WHAT YOU WILL DO
Write out the whole listing exactly.

Top of RECORDS FOR THE TASK

//! Pipeline stage and work-unit definitions.

use std::path::PathBuf;

use serde::{Deserialize, Serialize};

/// Chunk-scoped processing stage in the pipeline.
///
/// Categorization is session-scoped and tracked separately; only the stages
/// with per-chunk status flags appear here.
#[derive(Debug, Clone, Copy, PartialEq, Eq, Hash, Serialize, Deserialize)]
#[serde(rename_all = "lowercase")]
pub enum StageKind {
    Convert,
    Transcribe,
}

impl std::fmt::Display for StageKind {
    fn fmt(&self, f: &mut std::fmt::Formatter<'_>) -> std::fmt::Result {
        match self {
            StageKind::Convert => write!(f, "convert"),
            StageKind::Transcribe => write!(f, "transcribe"),
        }
    }
}

/// One unit of pending stage work.
///
/// Units are recomputed by scanning the registry every scheduling round and
/// never persisted. `input` is the file the stage function operates on: the
/// uploaded source for convert, the produced WAV for transcribe.
#[derive(Debug, Clone)]
pub struct StageUnit {
    pub session_id: String,
    pub chunk_index: u32,
    pub stage: StageKind,
    pub input: PathBuf,
}
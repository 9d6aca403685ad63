//! Chatter Core - chunked-conversation ingest and categorization pipeline
//!
//! This crate contains the session state machine and background pipeline
//! for Chatter, including:
//! - Chunk ingest, completeness and missing-chunk tracking (SessionRegistry)
//! - Three-stage background scheduler (convert → transcribe → categorize)
//! - Bounded-concurrency worker pools with per-round barriers
//! - Overlapping word-window segmentation for categorization prompts
//! - Collaborator seams with ffmpeg and Workers AI backends
//!
//! The transport layer that feeds [`SessionRegistry::ingest_chunk`] and
//! serves the snapshots lives outside this crate.

pub mod config;
pub mod pipeline;
pub mod providers;
pub mod segment;
pub mod session;

pub use config::{PipelineConfig, SegmenterConfig, StageLoopConfig};
pub use pipeline::{PipelineScheduler, StageKind, StageUnit, StageWorkerPool};
pub use providers::{
    Categorizer, FfmpegConverter, MediaConverter, Transcriber, WorkersAiClient, WorkersAiConfig,
};
pub use session::{
    ChunkKind, IngestError, IngestReceipt, SessionRegistry, SessionSnapshot, SessionSummary,
    StageStatus,
};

Bottom of RECORDS FOR THE TASK

RESPONSE
//! Pipeline stage and work-unit definitions.

use std::path::PathBuf;

use serde::{Deserialize, Serialize};

/// Chunk-scoped processing stage in the pipeline.
///
/// Categorization is session-scoped and tracked separately; only the stages
/// with per-chunk status flags appear here.
#[derive(Debug, Clone, Copy, PartialEq, Eq, Hash, Serialize, Deserialize)]
#[serde(rename_all = "lowercase")]
pub enum StageKind {
    Convert,
    Transcribe,
}

impl std::fmt::Display for StageKind {
    fn fmt(&self, f: &mut std::fmt::Formatter<'_>) -> std::fmt::Result {
        match self {
            StageKind::Convert => write!(f, "convert"),
            StageKind::Transcribe => write!(f, "transcribe"),
        }
    }
}

/// One unit of pending stage work.
///
/// Units are recomputed by scanning the registry every scheduling round and
/// never persisted. `input` is the file the stage function operates on: the
/// uploaded source for convert, the produced WAV for transcribe.
#[derive(Debug, Clone)]
pub struct StageUnit {
    pub session_id: String,
    pub chunk_index: u32,
    pub stage: StageKind,
    pub input: PathBuf,
}
repository 9d6aca403685ad63
//! Chatter Core - chunked-conversation ingest and categorization pipeline
//!
//! This crate contains the session state machine and background pipeline
//! for Chatter, including:
//! - Chunk ingest, completeness and missing-chunk tracking (SessionRegistry)
//! - Three-stage background scheduler (convert → transcribe → categorize)
//! - Bounded-concurrency worker pools with per-round barriers
//! - Overlapping word-window segmentation for categorization prompts
//! - Collaborator seams with ffmpeg and Workers AI backends
//!
//! The transport layer that feeds [`SessionRegistry::ingest_chunk`] and
//! serves the snapshots lives outside this crate.

pub mod config;
pub mod pipeline;
pub mod providers;
pub mod segment;
pub mod session;

pub use config::{PipelineConfig, SegmenterConfig, StageLoopConfig};
pub use pipeline::{PipelineScheduler, StageKind, StageUnit, StageWorkerPool};
pub use providers::{
    Categorizer, FfmpegConverter, MediaConverter, Transcriber, WorkersAiClient, WorkersAiConfig,
};
pub use session::{
    ChunkKind, IngestError, IngestReceipt, SessionRegistry, SessionSnapshot, SessionSummary,
    StageStatus,
};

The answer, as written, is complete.